§ RECORDED DATA
use std::collections::HashMap;

use petgraph::Direction;
use petgraph::graph::{DiGraph, NodeIndex};
use tracing::debug;

use crate::algorithm::prereq::{display_id, extract_course_codes, normalize_code};
use crate::catalog::CatalogSnapshot;
use crate::config::DEFAULT_LABEL_SEPARATOR;
use crate::models::{GraphEdge, GraphNode, GraphOutput};

#[derive(Debug, Clone)]
pub struct CourseNode {
    /// Código canónico ("COP3503").
    pub code: String,
    /// Etiqueta para el frontend ("COP\n3503").
    pub label: String,
    pub completed: bool,
}

/// Grafo de prerequisitos: una arista A -> B indica que A es prerequisito de B.
#[derive(Debug, Default)]
pub struct DependencyGraph {
    graph: DiGraph<CourseNode, ()>,
    node_map: HashMap<String, NodeIndex>,
    separator: String,
}

impl DependencyGraph {
    pub fn new(separator: &str) -> Self {
        DependencyGraph {
            graph: DiGraph::new(),
            node_map: HashMap::new(),
            separator: separator.to_string(),
        }
    }

    fn ensure_node(&mut self, code: &str) -> NodeIndex {
        if let Some(&idx) = self.node_map.get(code) {
            return idx;
        }
        let node = CourseNode {
            code: code.to_string(),
            label: display_id(code, &self.separator),
            completed: false,
        };
        let idx = self.graph.add_node(node);
        self.node_map.insert(code.to_string(), idx);
        idx
    }

    fn mark_completed(&mut self, code: &str) {
        let idx = self.ensure_node(code);
        self.graph[idx].completed = true;
    }

    /// Añade `prereq -> course` si no existe ya. Los bucles se descartan.
    fn add_prerequisite(&mut self, prereq: &str, course: &str) -> bool {
        if prereq == course {
            return false;
        }
        let from = self.ensure_node(prereq);
        let to = self.ensure_node(course);
        if self.graph.find_edge(from, to).is_some() {
            return false;
        }
        self.graph.add_edge(from, to, ());
        true
    }

    pub fn node_count(&self) -> usize {
        self.graph.node_count()
    }

    pub fn edge_count(&self) -> usize {
        self.graph.edge_count()
    }

    pub fn completed_count(&self) -> usize {
        self.graph.node_weights().filter(|n| n.completed).count()
    }

    pub fn is_completed(&self, code: &str) -> bool {
        self.node_map
            .get(&normalize_code(code))
            .is_some_and(|&idx| self.graph[idx].completed)
    }

    fn neighbors(&self, code: &str, dir: Direction) -> Vec<String> {
        let Some(&idx) = self.node_map.get(&normalize_code(code)) else {
            return Vec::new();
        };
        // petgraph itera las aristas de la más reciente a la más antigua
        let mut out: Vec<String> = self
            .graph
            .neighbors_directed(idx, dir)
            .map(|n| self.graph[n].code.clone())
            .collect();
        out.reverse();
        out
    }

    /// Prerequisitos directos de `code`, en orden de inserción.
    pub fn prerequisites_of(&self, code: &str) -> Vec<String> {
        self.neighbors(code, Direction::Incoming)
    }

    /// Cursos que tienen a `code` como prerequisito directo.
    pub fn dependents_of(&self, code: &str) -> Vec<String> {
        self.neighbors(code, Direction::Outgoing)
    }

    /// Nodos y aristas listos para serializar, en orden de inserción.
    pub fn to_output(&self) -> GraphOutput {
        let nodes = self
            .graph
            .node_weights()
            .map(|n| GraphNode {
                id: n.label.clone(),
                completed: n.completed,
                classes: if n.completed { "selected" } else { "not_selected" },
            })
            .collect();
        let edges = self
            .graph
            .raw_edges()
            .iter()
            .map(|e| GraphEdge {
                source: self.graph[e.source()].label.clone(),
                target: self.graph[e.target()].label.clone(),
            })
            .collect();
        GraphOutput { nodes, edges }
    }
}

/// Construye el grafo de prerequisitos de los cursos cuyo departamento
/// contiene `selector`.
///
/// 1. Cada curso aprobado se normaliza y se añade como nodo completado.
/// 2. Con `selector` vacío el grafo queda sólo con esos nodos.
/// 3. Para cada curso filtrado (en orden del catálogo) se extraen los códigos
///    del texto de prerequisitos y se añade una arista prereq -> curso,
///    sin duplicados ni bucles.
pub fn build_dependency_graph<S: AsRef<str>>(
    snapshot: &CatalogSnapshot,
    selector: &str,
    taken_courses: &[S],
    separator: &str,
) -> DependencyGraph {
    let mut graph = DependencyGraph::new(separator);

    for raw in taken_courses {
        let code = normalize_code(raw.as_ref());
        if !code.is_empty() {
            graph.mark_completed(&code);
        }
    }

    if selector.is_empty() {
        return graph;
    }

    // un código repetido en el dataset se procesa una vez, con su primer registro
    for record in snapshot.unique_records() {
        let dept = snapshot.dept_name(&record.code).unwrap_or("");
        if !dept.contains(selector) {
            continue;
        }
        let course_code = normalize_code(&record.code);
        if course_code.is_empty() {
            continue;
        }
        for token in extract_course_codes(&record.prerequisites) {
            let prereq = normalize_code(token);
            graph.add_prerequisite(&prereq, &course_code);
        }
    }

    debug!(
        selector,
        nodes = graph.node_count(),
        edges = graph.edge_count(),
        "dependency graph built"
    );
    graph
}

/// Igual que `build_dependency_graph` con el separador por defecto.
pub fn build_graph_output<S: AsRef<str>>(
    snapshot: &CatalogSnapshot,
    selector: &str,
    taken_courses: &[S],
) -> GraphOutput {
    build_dependency_graph(snapshot, selector, taken_courses, DEFAULT_LABEL_SEPARATOR).to_output()
}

§ REQUIRED WORK
Line by line, set the records above down again exactly.

§ RESULT OF THIS EXERCISE
use std::collections::HashMap;

use petgraph::Direction;
use petgraph::graph::{DiGraph, NodeIndex};
use tracing::debug;

use crate::algorithm::prereq::{display_id, extract_course_codes, normalize_code};
use crate::catalog::CatalogSnapshot;
use crate::config::DEFAULT_LABEL_SEPARATOR;
use crate::models::{GraphEdge, GraphNode, GraphOutput};

#[derive(Debug, Clone)]
pub struct CourseNode {
    /// Código canónico ("COP3503").
    pub code: String,
    /// Etiqueta para el frontend ("COP\n3503").
    pub label: String,
    pub completed: bool,
}

/// Grafo de prerequisitos: una arista A -> B indica que A es prerequisito de B.
#[derive(Debug, Default)]
pub struct DependencyGraph {
    graph: DiGraph<CourseNode, ()>,
    node_map: HashMap<String, NodeIndex>,
    separator: String,
}

impl DependencyGraph {
    pub fn new(separator: &str) -> Self {
        DependencyGraph {
            graph: DiGraph::new(),
            node_map: HashMap::new(),
            separator: separator.to_string(),
        }
    }

    fn ensure_node(&mut self, code: &str) -> NodeIndex {
        if let Some(&idx) = self.node_map.get(code) {
            return idx;
        }
        let node = CourseNode {
            code: code.to_string(),
            label: display_id(code, &self.separator),
            completed: false,
        };
        let idx = self.graph.add_node(node);
        self.node_map.insert(code.to_string(), idx);
        idx
    }

    fn mark_completed(&mut self, code: &str) {
        let idx = self.ensure_node(code);
        self.graph[idx].completed = true;
    }

    /// Añade `prereq -> course` si no existe ya. Los bucles se descartan.
    fn add_prerequisite(&mut self, prereq: &str, course: &str) -> bool {
        if prereq == course {
            return false;
        }
        let from = self.ensure_node(prereq);
        let to = self.ensure_node(course);
        if self.graph.find_edge(from, to).is_some() {
            return false;
        }
        self.graph.add_edge(from, to, ());
        true
    }

    pub fn node_count(&self) -> usize {
        self.graph.node_count()
    }

    pub fn edge_count(&self) -> usize {
        self.graph.edge_count()
    }

    pub fn completed_count(&self) -> usize {
        self.graph.node_weights().filter(|n| n.completed).count()
    }

    pub fn is_completed(&self, code: &str) -> bool {
        self.node_map
            .get(&normalize_code(code))
            .is_some_and(|&idx| self.graph[idx].completed)
    }

    fn neighbors(&self, code: &str, dir: Direction) -> Vec<String> {
        let Some(&idx) = self.node_map.get(&normalize_code(code)) else {
            return Vec::new();
        };
        // petgraph itera las aristas de la más reciente a la más antigua
        let mut out: Vec<String> = self
            .graph
            .neighbors_directed(idx, dir)
            .map(|n| self.graph[n].code.clone())
            .collect();
        out.reverse();
        out
    }

    /// Prerequisitos directos de `code`, en orden de inserción.
    pub fn prerequisites_of(&self, code: &str) -> Vec<String> {
        self.neighbors(code, Direction::Incoming)
    }

    /// Cursos que tienen a `code` como prerequisito directo.
    pub fn dependents_of(&self, code: &str) -> Vec<String> {
        self.neighbors(code, Direction::Outgoing)
    }

    /// Nodos y aristas listos para serializar, en orden de inserción.
    pub fn to_output(&self) -> GraphOutput {
        let nodes = self
            .graph
            .node_weights()
            .map(|n| GraphNode {
                id: n.label.clone(),
                completed: n.completed,
                classes: if n.completed { "selected" } else { "not_selected" },
            })
            .collect();
        let edges = self
            .graph
            .raw_edges()
            .iter()
            .map(|e| GraphEdge {
                source: self.graph[e.source()].label.clone(),
                target: self.graph[e.target()].label.clone(),
            })
            .collect();
        GraphOutput { nodes, edges }
    }
}

/// Construye el grafo de prerequisitos de los cursos cuyo departamento
/// contiene `selector`.
///
/// 1. Cada curso aprobado se normaliza y se añade como nodo completado.
/// 2. Con `selector` vacío el grafo queda sólo con esos nodos.
/// 3. Para cada curso filtrado (en orden del catálogo) se extraen los códigos
///    del texto de prerequisitos y se añade una arista prereq -> curso,
///    sin duplicados ni bucles.
pub fn build_dependency_graph<S: AsRef<str>>(
    snapshot: &CatalogSnapshot,
    selector: &str,
    taken_courses: &[S],
    separator: &str,
) -> DependencyGraph {
    let mut graph = DependencyGraph::new(separator);

    for raw in taken_courses {
        let code = normalize_code(raw.as_ref());
        if !code.is_empty() {
            graph.mark_completed(&code);
        }
    }

    if selector.is_empty() {
        return graph;
    }

    // un código repetido en el dataset se procesa una vez, con su primer registro
    for record in snapshot.unique_records() {
        let dept = snapshot.dept_name(&record.code).unwrap_or("");
        if !dept.contains(selector) {
            continue;
        }
        let course_code = normalize_code(&record.code);
        if course_code.is_empty() {
            continue;
        }
        for token in extract_course_codes(&record.prerequisites) {
            let prereq = normalize_code(token);
            graph.add_prerequisite(&prereq, &course_code);
        }
    }

    debug!(
        selector,
        nodes = graph.node_count(),
        edges = graph.edge_count(),
        "dependency graph built"
    );
    graph
}

/// Igual que `build_dependency_graph` con el separador por defecto.
pub fn build_graph_output<S: AsRef<str>>(
    snapshot: &CatalogSnapshot,
    selector: &str,
    taken_courses: &[S],
) -> GraphOutput {
    build_dependency_graph(snapshot, selector, taken_courses, DEFAULT_LABEL_SEPARATOR).to_output()
}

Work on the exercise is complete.